*Work order:* Scan the records below and say how many lines include the word "bool", giving no other text.

*Source material:*
//! Project Legit client: verify product authenticity against the ledger backend.

mod report;

use anyhow::Context;
use clap::Parser;
use futures_util::future::join_all;
use legit_backend::{OperationReceipt, RegisterProductRequest, TransferOwnershipRequest};
use legit_nullables::SimulatedBackend;
use legit_types::ProductId;
use legit_utils::LogFormat;
use legit_verification::{ClientConfig, ResultSlot, VerificationController};
use std::path::PathBuf;
use std::process::ExitCode;
use std::sync::Arc;

use crate::report::VerifyReport;

#[derive(Parser, Debug)]
#[command(name = "legit", version, about = "Project Legit product verification client")]
struct Cli {
    /// Base URL of the backend verification service.
    #[arg(long, global = true, env = "LEGIT_BACKEND_URL")]
    backend_url: Option<String>,

    /// Overall request timeout in seconds (default: wait indefinitely).
    #[arg(long, global = true, env = "LEGIT_REQUEST_TIMEOUT")]
    timeout: Option<u64>,

    /// Share one in-flight lookup between verifications of the same product.
    #[arg(long, global = true, env = "LEGIT_COALESCE")]
    coalesce: bool,

    /// Answer from the built-in demo catalogue instead of the backend.
    #[arg(long, global = true, env = "LEGIT_SIMULATE")]
    simulate: bool,

    /// Log level: "trace", "debug", "info", "warn", "error".
    #[arg(long, global = true, env = "LEGIT_LOG_LEVEL")]
    log_level: Option<String>,

    /// Log format: "human" or "json".
    #[arg(long, global = true, env = "LEGIT_LOG_FORMAT")]
    log_format: Option<LogFormat>,

    /// Output machine-readable JSON.
    #[arg(long, global = true)]
    json: bool,

    /// Path to a TOML configuration file. If provided, file settings
    /// are used as the base; CLI flags and env vars override them.
    #[arg(long, global = true, env = "LEGIT_CONFIG")]
    config: Option<PathBuf>,

    #[command(subcommand)]
    command: Command,
}

#[derive(clap::Subcommand, Debug)]
enum Command {
    /// Verify one or more products on the ledger.
    Verify {
        /// Product ids, verified concurrently.
        #[arg(required = true, num_args = 1..)]
        product_ids: Vec<String>,
    },
    /// Register a product under the backend's manufacturer account.
    Register { product_id: String },
    /// Transfer a product to a new owner.
    Transfer {
        product_id: String,
        /// Public key of the current owner.
        #[arg(long)]
        from: String,
        /// Public key of the new owner.
        #[arg(long)]
        to: String,
    },
    /// Check that the backend is reachable.
    Ping,
}

impl Cli {
    /// File settings as the base, flags and env vars on top.
    fn resolve_config(&self) -> anyhow::Result<ClientConfig> {
        let mut config = match &self.config {
            Some(path) => ClientConfig::from_toml_file(path)
                .with_context(|| format!("loading config from {}", path.display()))?,
            None => ClientConfig::default(),
        };
        if let Some(url) = &self.backend_url {
            config.backend_url = url.clone();
        }
        if self.timeout.is_some() {
            config.request_timeout_secs = self.timeout;
        }
        config.coalesce_in_flight |= self.coalesce;
        if let Some(level) = &self.log_level {
            config.log_level = level.clone();
        }
        if let Some(format) = self.log_format {
            config.log_format = format;
        }
        Ok(config)
    }
}

fn build_controller(cli: &Cli, config: &ClientConfig) -> anyhow::Result<VerificationController> {
    if !cli.simulate {
        return Ok(VerificationController::from_config(config)?);
    }
    tracing::info!("using simulated backend");
    let controller = VerificationController::new(Arc::new(SimulatedBackend::new()));
    Ok(if config.coalesce_in_flight {
        controller.with_coalescing()
    } else {
        controller
    })
}

#[tokio::main]
async fn main() -> anyhow::Result<ExitCode> {
    let cli = Cli::parse();
    let config = cli.resolve_config()?;
    legit_utils::init_logging(config.log_format, &config.log_level);

    let controller = build_controller(&cli, &config)?;
    tracing::debug!(
        backend = controller.backend().name(),
        url = %config.backend_url,
        "client ready"
    );

    match &cli.command {
        Command::Verify { product_ids } => verify(&controller, product_ids, cli.json).await,
        Command::Register { product_id } => {
            let receipt = register(&controller, product_id).await?;
            print_receipt(&receipt, cli.json)?;
            Ok(ExitCode::SUCCESS)
        }
        Command::Transfer {
            product_id,
            from,
            to,
        } => {
            let receipt = transfer(&controller, product_id, from, to).await?;
            print_receipt(&receipt, cli.json)?;
            Ok(ExitCode::SUCCESS)
        }
        Command::Ping => {
            let message = controller.backend().ping().await?;
            println!("{message}");
            Ok(ExitCode::SUCCESS)
        }
    }
}

/// Exits non-zero unless every product verified as legit.
async fn verify(
    controller: &VerificationController,
    inputs: &[String],
    json: bool,
) -> anyhow::Result<ExitCode> {
    let attempts = inputs.iter().map(|raw| async move {
        match ProductId::parse(raw) {
            Ok(id) => controller.verify_listed(&id).await,
            Err(_) => controller.verify(ResultSlot::Main, raw).await,
        }
    });
    let outcomes = join_all(attempts).await;

    let store = controller.snapshot();
    let reports: Vec<VerifyReport> = inputs
        .iter()
        .zip(outcomes)
        .map(|(raw, outcome)| VerifyReport::collect(raw, outcome, &store))
        .collect();

    if json {
        println!("{}", serde_json::to_string_pretty(&reports)?);
    } else {
        for report in &reports {
            print!("{}", report.to_text());
        }
    }

    let all_legit = reports.iter().all(|r| r.outcome.is_legit());
    Ok(if all_legit {
        ExitCode::SUCCESS
    } else {
        ExitCode::FAILURE
    })
}

async fn register(
    controller: &VerificationController,
    raw_id: &str,
) -> anyhow::Result<OperationReceipt> {
    let product_id = ProductId::parse(raw_id)?;
    let receipt = controller
        .backend()
        .register_product(&RegisterProductRequest {
            product_id: product_id.to_string(),
        })
        .await?;
    Ok(receipt)
}

async fn transfer(
    controller: &VerificationController,
    raw_id: &str,
    from: &str,
    to: &str,
) -> anyhow::Result<OperationReceipt> {
    let product_id = ProductId::parse(raw_id)?;
    let receipt = controller
        .backend()
        .transfer_ownership(&TransferOwnershipRequest {
            product_id: product_id.to_string(),
            current_owner_public_key: from.to_string(),
            new_owner_public_key: to.to_string(),
        })
        .await?;
    Ok(receipt)
}

fn print_receipt(receipt: &OperationReceipt, json: bool) -> anyhow::Result<()> {
    if json {
        println!("{}", serde_json::to_string_pretty(receipt)?);
    } else {
        println!("{}: {}", receipt.status, receipt.message);
        if !receipt.cli_output.is_empty() {
            println!("{}", receipt.cli_output);
        }
    }
    Ok(())
}

#[cfg(test)]
mod tests {
    use super::*;
    use legit_nullables::NullBackend;

    #[test]
    fn verify_accepts_several_ids() {
        let cli = Cli::try_parse_from(["legit", "verify", "A-1", "B-2"]).unwrap();
        match cli.command {
            Command::Verify { product_ids } => assert_eq!(product_ids, vec!["A-1", "B-2"]),
            other => panic!("unexpected command: {other:?}"),
        }
    }

    #[test]
    fn verify_requires_an_id() {
        assert!(Cli::try_parse_from(["legit", "verify"]).is_err());
    }

    #[test]
    fn transfer_needs_both_keys() {
        assert!(Cli::try_parse_from(["legit", "transfer", "A-1", "--from", "GA"]).is_err());
        let cli =
            Cli::try_parse_from(["legit", "transfer", "A-1", "--from", "GA", "--to", "GB"])
                .unwrap();
        assert!(matches!(cli.command, Command::Transfer { .. }));
    }

    #[test]
    fn flags_override_defaults() {
        let cli = Cli::try_parse_from([
            "legit",
            "--backend-url",
            "http://10.1.1.1:8000",
            "--timeout",
            "7",
            "--coalesce",
            "--log-format",
            "json",
            "ping",
        ])
        .unwrap();
        let config = cli.resolve_config().unwrap();
        assert_eq!(config.backend_url, "http://10.1.1.1:8000");
        assert_eq!(config.request_timeout_secs, Some(7));
        assert!(config.coalesce_in_flight);
        assert_eq!(config.log_format, LogFormat::Json);
    }

    #[test]
    fn simulated_controller_uses_demo_backend() {
        let cli = Cli::try_parse_from(["legit", "--simulate", "ping"]).unwrap();
        let controller = build_controller(&cli, &ClientConfig::default()).unwrap();
        assert_eq!(controller.backend().name(), "simulated");
    }

    fn null_controller() -> (Arc<NullBackend>, VerificationController) {
        let backend = Arc::new(NullBackend::new());
        let controller = VerificationController::new(backend.clone());
        (backend, controller)
    }

    #[tokio::test]
    async fn register_sends_the_trimmed_id() {
        let (backend, controller) = null_controller();

        let receipt = register(&controller, "  ROLEX-SUB-345678 ").await.unwrap();

        assert_eq!(receipt.status, "success");
        assert_eq!(
            backend.registrations(),
            vec![RegisterProductRequest {
                product_id: "ROLEX-SUB-345678".into()
            }]
        );
    }

    #[tokio::test]
    async fn register_rejects_a_blank_id_before_the_backend() {
        let (backend, controller) = null_controller();

        assert!(register(&controller, "   ").await.is_err());
        assert!(backend.registrations().is_empty());
    }

    #[tokio::test]
    async fn transfer_carries_both_owner_keys() {
        let (backend, controller) = null_controller();

        let receipt = transfer(&controller, "NIKE-AIR-123456", "GAOLD", "GANEW")
            .await
            .unwrap();

        assert_eq!(receipt.message, "Ownership transfer initiated");
        assert!(backend.registrations().is_empty());
        assert_eq!(
            backend.transfers(),
            vec![TransferOwnershipRequest {
                product_id: "NIKE-AIR-123456".into(),
                current_owner_public_key: "GAOLD".into(),
                new_owner_public_key: "GANEW".into(),
            }]
        );
    }
}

*Response:* 5